Artikel-Nr.: DE20120127-Art.04-2012

Zusammenprall der Kapitalismen im Jahr des Drachen

Aus der Sicht des Südens

Nur im Web – Das Weltwirtschaftsforum von Davos findet in der ersten Woche des Jahrs des Drachen statt. In China und überall auf der Welt hoffen die Menschen auf ein glückliches Jahr. Doch vielleicht besteht die einzige Sicherheit darin, dass es ein Jahr der Unsicherheit sein wird. Auf jeden Fall wird sich der Zusammenstoß der Entwicklungs- und Industrieländer intensivieren – und damit der kapitalistischen Systeme, meint Martin Khor.

In dem neuen Jahr des Drachen wird die Debatte über die Rolle und den Aufstieg Chinas und anderer „Schwellenländer“ an Intensität zunehmen. Da sich die westlichen Länder düsteren wirtschaftlichen Aussichten gegenüber sehen, scheint ein Teil seiner politischen Elite und Intellektuellen von der Befürchtung ergriffen, dass einige Entwicklungsländer, insbesondere China, mit Volldampf voraus fahren werden.

* Besessen von der „chinesischen Gefahr“

Gewohnt an Jahrhunderte der globalen ökonomischen Dominanz befürchten diese fortgeschrittenen Länder, dass in ihrer Führungsrolle herausgefordert und zu Fall gebracht werden. Das mag der Grund für die China-Obsession sein. Dieser Tage erscheinen fast überall neue Bücher über den chinesischen Aufstieg. Einige befassen sich mit seinen hohen Wachstumsaussichten oder seiner komplexen politischen Entwicklung.
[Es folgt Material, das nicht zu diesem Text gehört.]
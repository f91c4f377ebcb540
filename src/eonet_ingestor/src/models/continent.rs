use std::{fmt, str::FromStr};

use serde::{Deserialize, Serialize};

/// Continent labels produced by the bounding-box classifier.
#[derive(Debug, Clone, Copy, PartialEq, Eq, Hash, PartialOrd, Ord, Serialize, Deserialize)]
pub enum Continent {
    #[serde(rename = "North America")]
    NorthAmerica,
    #[serde(rename = "South America")]
    SouthAmerica,
    Europe,
    Africa,
    Asia,
    Oceania,
    Antarctica,
}

impl Continent {
    pub const ALL: [Continent; 7] = [
        Continent::NorthAmerica,
        Continent::SouthAmerica,
        Continent::Europe,
        Continent::Africa,
        Continent::Asia,
        Continent::Oceania,
        Continent::Antarctica,
    ];

    pub fn as_str(&self) -> &'static str {
        match self {
            Continent::NorthAmerica => "North America",
            Continent::SouthAmerica => "South America",
            Continent::Europe => "Europe",
            Continent::Africa => "Africa",
            Continent::Asia => "Asia",
            Continent::Oceania => "Oceania",
            Continent::Antarctica => "Antarctica",
        }
    }
}

impl fmt::Display for Continent {
    fn fmt(&self, f: &mut fmt::Formatter<'_>) -> fmt::Result {
        f.write_str(self.as_str())
    }
}

/// Unknown continent name.
#[derive(Debug, thiserror::Error)]
#[error("unknown continent: {0:?}")]
pub struct UnknownContinent(pub String);

impl FromStr for Continent {
    type Err = UnknownContinent;

    /// Case-insensitive; accepts `_`/`-` in place of spaces.
    fn from_str(s: &str) -> Result<Self, Self::Err> {
        let wanted = s.trim().replace(['_', '-'], " ").to_lowercase();
        Continent::ALL
            .into_iter()
            .find(|c| c.as_str().to_lowercase() == wanted)
            .ok_or_else(|| UnknownContinent(s.to_string()))
    }
}

#[cfg(test)]
mod tests {
    use super::*;

    #[test]
    fn parses_loose_spellings() {
        assert_eq!("north_america".parse::<Continent>().unwrap(), Continent::NorthAmerica);
        assert_eq!(" EUROPE ".parse::<Continent>().unwrap(), Continent::Europe);
        assert!("Atlantis".parse::<Continent>().is_err());
    }

    #[test]
    fn serde_uses_display_names() {
        let json = serde_json::to_string(&Continent::SouthAmerica).unwrap();
        assert_eq!(json, "\"South America\"");
    }
}
//! Reverse-geocoding abstraction.
//!
//! A [`ReverseGeocoder`] resolves a batch of coordinates to the administrative
//! place each one falls in (or is nearest to). The batch is answered
//! positionally: result `i` belongs to point `i`, and `None` means the index
//! has nothing for that point.
//!
//! Implementations must not be relied on to succeed. The enrichment step
//! treats every [`GeocodeError`] as "index unavailable" and degrades.

use std::path::PathBuf;

use async_trait::async_trait;
use serde::{Deserialize, Serialize};
use snafu::{Backtrace, Snafu};

use crate::models::coordinate::Coordinate;

/// An administrative place returned by the index.
#[derive(Debug, Clone, PartialEq, Serialize, Deserialize)]
pub struct Place {
    /// Populated-place name (city/town).
    pub name: String,
    /// First-level division (state, province).
    pub admin1: String,
    /// Second-level division (county, district).
    pub admin2: String,
    /// ISO 3166-1 alpha-2 code.
    pub country_code: String,
}

impl Place {
    /// The most specific non-empty administrative division.
    pub fn region(&self) -> Option<String> {
        [&self.admin2, &self.admin1]
            .into_iter()
            .map(|s| s.trim())
            .find(|s| !s.is_empty())
            .map(String::from)
    }
}

#[async_trait]
pub trait ReverseGeocoder: Send + Sync {
    /// Resolves every point in one call. The result has the same length and order as `points`.
    async fn reverse_batch(&self, points: &[Coordinate]) -> Result<Vec<Option<Place>>, GeocodeError>;

    /// Short name used in logs.
    fn name(&self) -> &'static str;
}

/// Errors that make the geocoding index unusable for a run.
#[derive(Debug, Snafu)]
#[snafu(visibility(pub))]
pub enum GeocodeError {
    /// The index file could not be opened.
    #[snafu(display("Failed to open geocoding index {}: {source}", path.display()))]
    IndexOpen {
        path: PathBuf,
        source: csv::Error,
        backtrace: Backtrace,
    },

    /// A record in the index file could not be parsed.
    #[snafu(display("Malformed geocoding index {} (record {record}): {source}", path.display()))]
    IndexRecord {
        path: PathBuf,
        record: u64,
        source: csv::Error,
        backtrace: Backtrace,
    },

    /// The index loaded but holds no places.
    #[snafu(display("Geocoding index {} contains no places", path.display()))]
    EmptyIndex { path: PathBuf, backtrace: Backtrace },

    /// The lookup did not finish within the configured timeout.
    #[snafu(display("Geocoding lookup timed out after {seconds}s"))]
    Timeout { seconds: u64, backtrace: Backtrace },

    /// The blocking lookup task panicked or was cancelled.
    #[snafu(display("Geocoding task failed: {source}"))]
    Task {
        source: tokio::task::JoinError,
        backtrace: Backtrace,
    },

    /// The geocoder broke the positional contract.
    #[snafu(display("Geocoder returned {got} results for {expected} points"))]
    LengthMismatch {
        expected: usize,
        got: usize,
        backtrace: Backtrace,
    },

    /// Any other backend failure.
    #[snafu(display("Geocoding lookup failed: {message}"))]
    Lookup { message: String, backtrace: Backtrace },
}

#[cfg(test)]
mod tests {
    use super::*;

    fn place(admin1: &str, admin2: &str) -> Place {
        Place {
            name: "Town".into(),
            admin1: admin1.into(),
            admin2: admin2.into(),
            country_code: "US".into(),
        }
    }

    #[test]
    fn region_prefers_most_specific_division() {
        assert_eq!(place("California", "Los Angeles County").region().as_deref(), Some("Los Angeles County"));
        assert_eq!(place("California", "  ").region().as_deref(), Some("California"));
        assert_eq!(place("", "").region(), None);
    }
}
//! Provider abstraction for natural-event sources.
//!
//! [`EventProvider`] is the seam between the pipeline and the network. The
//! production implementation is [`eonet_rest::EonetProvider`]; tests plug in
//! static payloads.
//!
//! # Example
//!
//! ```rust
//! use async_trait::async_trait;
//! use eonet_ingestor::models::events_request::EventsRequest;
//! use eonet_ingestor::providers::{EventProvider, EventsResponse, ProviderError};
//!
//! struct Canned;
//!
//! #[async_trait]
//! impl EventProvider for Canned {
//!     async fn fetch_events(&self, _request: &EventsRequest) -> Result<EventsResponse, ProviderError> {
//!         Ok(EventsResponse::default())
//!     }
//! }
//! ```

pub mod eonet_rest;

use async_trait::async_trait;
use snafu::{Backtrace, Snafu};

use crate::models::events_request::EventsRequest;

pub use eonet_rest::response::EventsResponse;

/// Fetches one page of raw events for a request.
#[async_trait]
pub trait EventProvider: Send + Sync {
    async fn fetch_events(&self, request: &EventsRequest) -> Result<EventsResponse, ProviderError>;
}

/// Errors that can occur during the creation of a provider instance
#[derive(Debug, Snafu)]
#[snafu(visibility(pub))]
pub enum ProviderInitError {
    /// failed to init reqwest client
    #[snafu(display("Failed to build HTTP client: {source}"))]
    ClientBuild {
        source: reqwest::Error,
        backtrace: Backtrace,
    },
}

/// Errors that can occur within an `EventProvider` implementation.
#[derive(Debug, Snafu)]
#[snafu(visibility(pub))]
pub enum ProviderError {
    /// Network failure or timeout before a response arrived.
    #[snafu(display("API request failed: {source}"))]
    Request {
        source: reqwest::Error,
        backtrace: Backtrace,
    },

    /// The API answered with a non-success status.
    #[snafu(display("API returned HTTP {status}: {body}"))]
    Status {
        status: u16,
        body: String,
        backtrace: Backtrace,
    },

    /// The body was not the expected JSON document.
    #[snafu(display("Failed to decode API response: {source}"))]
    Decode {
        source: reqwest::Error,
        backtrace: Backtrace,
    },
}
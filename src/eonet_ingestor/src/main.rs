use clap::Parser;
use eonet_ingestor::cli::{Cli, run_cli};
use tracing::level_filters::LevelFilter;
use tracing_subscriber::EnvFilter;

#[tokio::main]
async fn main() -> anyhow::Result<()> {
    tracing_subscriber::fmt()
        .with_env_filter(
            EnvFilter::builder()
                .with_default_directive(LevelFilter::INFO.into())
                .from_env_lossy(),
        )
        .init();

    let cli = Cli::parse();
    run_cli(cli).await
}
Einige wie das Buch Death by China: Confronting the Dragon vertreten die Position, dass China nicht nur die US-Ökonomie zerstören wird, sondern die ganze Welt und die Umwelt.

Doch die Angst geht weit über China hinaus und bezieht auch andere Schwellenländer mit ein, wie an Hand einer der jüngsten Ausgaben des „Economist“ und dessen Titelstory The rise of state capitalism: the emerging world’s new model („Der Aufstieg des Staatskapitalismus: Das neue Modell der aufstrebenden Welt“) deutlich wird. Das Magazin beschreibt den 88-stöckigen Petronas-Wolkenkratzer in Kula Lumpur/Malaysia ebenso wie das Gebäude von China Central TV in Peking und das Hauptquartier der VTB-Bank in Moskau als Momente des neuen Hybridkonzerns, der mit staatlicher Rückendeckung wie ein Privatsektor-Multi agiert.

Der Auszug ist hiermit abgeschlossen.